The first sprout of the new site emerged during the hardest days of the first pandemic wave: job requests multiplied — especially e-commerce — but potential customers reacted with a smirk when our partners sent them over the link to our website: “ok, that’s funny-ha-ha, but it doesn’t looks like a serious agency, are they?” was the average reaction.
Our “official” site was by now cringe material, looking like a thermo-hydraulic engineering firm. Kinda aged pretty badly.

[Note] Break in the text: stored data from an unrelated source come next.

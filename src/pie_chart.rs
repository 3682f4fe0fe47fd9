//! The number of items listed in each category in a month.

use axum::{
    Json,
    extract::{Query, State},
};
use serde::{Deserialize, Serialize};
use sqlx::SqlitePool;
use time::Month;

use crate::{
    Error,
    month::{MONTH_CONDITION, MonthQuery, month_number},
};

/// The number of items listed in a category.
#[derive(Debug, Clone, PartialEq, Serialize, Deserialize, sqlx::FromRow)]
#[serde(rename_all = "camelCase")]
pub struct CategoryCount {
    /// The category name.
    pub category: String,
    /// The number of items in the category.
    pub item_count: i64,
}

/// Count the items listed in `month` per category, in order of category name.
///
/// # Errors
/// Returns [Error::ConnectionUnavailable] if no database connection could be
/// acquired, or [Error::SqlError] if the query fails.
pub async fn get_category_breakdown(
    month: Option<Month>,
    pool: &SqlitePool,
) -> Result<Vec<CategoryCount>, Error> {
    let query = format!(
        "SELECT category, COUNT(*) AS item_count \
        FROM product_transaction \
        WHERE {MONTH_CONDITION} \
        GROUP BY category \
        ORDER BY category ASC"
    );

    let categories = sqlx::query_as(&query)
        .bind(month_number(month))
        .fetch_all(pool)
        .await?;

    Ok(categories)
}

/// Get the category breakdown for a month.
pub async fn get_pie_chart_endpoint(
    State(db_pool): State<SqlitePool>,
    Query(query): Query<MonthQuery>,
) -> Result<Json<Vec<CategoryCount>>, Error> {
    get_category_breakdown(query.month(), &db_pool)
        .await
        .inspect_err(|error| tracing::error!("Error fetching pie chart data: {error}"))
        .map(Json)
}
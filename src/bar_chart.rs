//! A histogram of the prices of the items listed in a month, in 100-wide bands.

use axum::{
    Json,
    extract::{Query, State},
};
use serde::{Deserialize, Serialize};
use sqlx::SqlitePool;
use time::Month;

use crate::{
    Error,
    month::{MONTH_CONDITION, MonthQuery, month_number},
};

/// The width of each price band.
pub const PRICE_BAND_WIDTH: i64 = 100;

/// The number of items with a price in `[price_range, price_range + 100)`.
#[derive(Debug, Clone, PartialEq, Serialize, Deserialize, sqlx::FromRow)]
#[serde(rename_all = "camelCase")]
pub struct PriceBand {
    /// The inclusive lower bound of the band, always a multiple of 100.
    pub price_range: i64,
    /// The number of items in the band.
    pub item_count: i64,
}

/// Count the items listed in `month` by price band, in order of increasing price.
///
/// Only bands with at least one item are returned.
///
/// # Errors
/// Returns [Error::ConnectionUnavailable] if no database connection could be
/// acquired, or [Error::SqlError] if the query fails.
pub async fn get_price_histogram(
    month: Option<Month>,
    pool: &SqlitePool,
) -> Result<Vec<PriceBand>, Error> {
    // CAST truncates towards zero, so step negative prices that are not on a
    // band boundary down one band to get the floor.
    let query = format!(
        "SELECT (CAST(price / {PRICE_BAND_WIDTH} AS INTEGER) \
                - (price < 0 AND price <> CAST(price / {PRICE_BAND_WIDTH} AS INTEGER) * {PRICE_BAND_WIDTH})) \
                * {PRICE_BAND_WIDTH} AS price_range, \
            COUNT(*) AS item_count \
        FROM product_transaction \
        WHERE {MONTH_CONDITION} AND price IS NOT NULL \
        GROUP BY price_range \
        ORDER BY price_range ASC"
    );

    let bands = sqlx::query_as(&query)
        .bind(month_number(month))
        .fetch_all(pool)
        .await?;

    Ok(bands)
}

/// Get the price histogram for a month.
pub async fn get_bar_chart_endpoint(
    State(db_pool): State<SqlitePool>,
    Query(query): Query<MonthQuery>,
) -> Result<Json<Vec<PriceBand>>, Error> {
    get_price_histogram(query.month(), &db_pool)
        .await
        .inspect_err(|error| tracing::error!("Error fetching bar chart data: {error}"))
        .map(Json)
}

On March 10, 2021, OVH hands me over my birthday present one day in advance: most of our customers’ servers burn down in a gigantic arson event in their Strasbourg data center, including our own website and server. Candles were enough, guys, there was no need to go big. I took this as a sign: procrastination time is over.
April 2021
By the end of April, in one of the first post-pandemic “in-person” meetings in the office, I meet with Elena, our art director, and Matteo, our most skilled frontend, to share my ideas. Two weeks later Elena returns to the lab with a very nice and modern looking layout, a flamboyant typography dancing with curtains.js in the usual WordPress + Barba.js plexus: i’m not satisfied though. As beautiful and modern as it was, it’s not the right direction. Heck, it’s not their fault.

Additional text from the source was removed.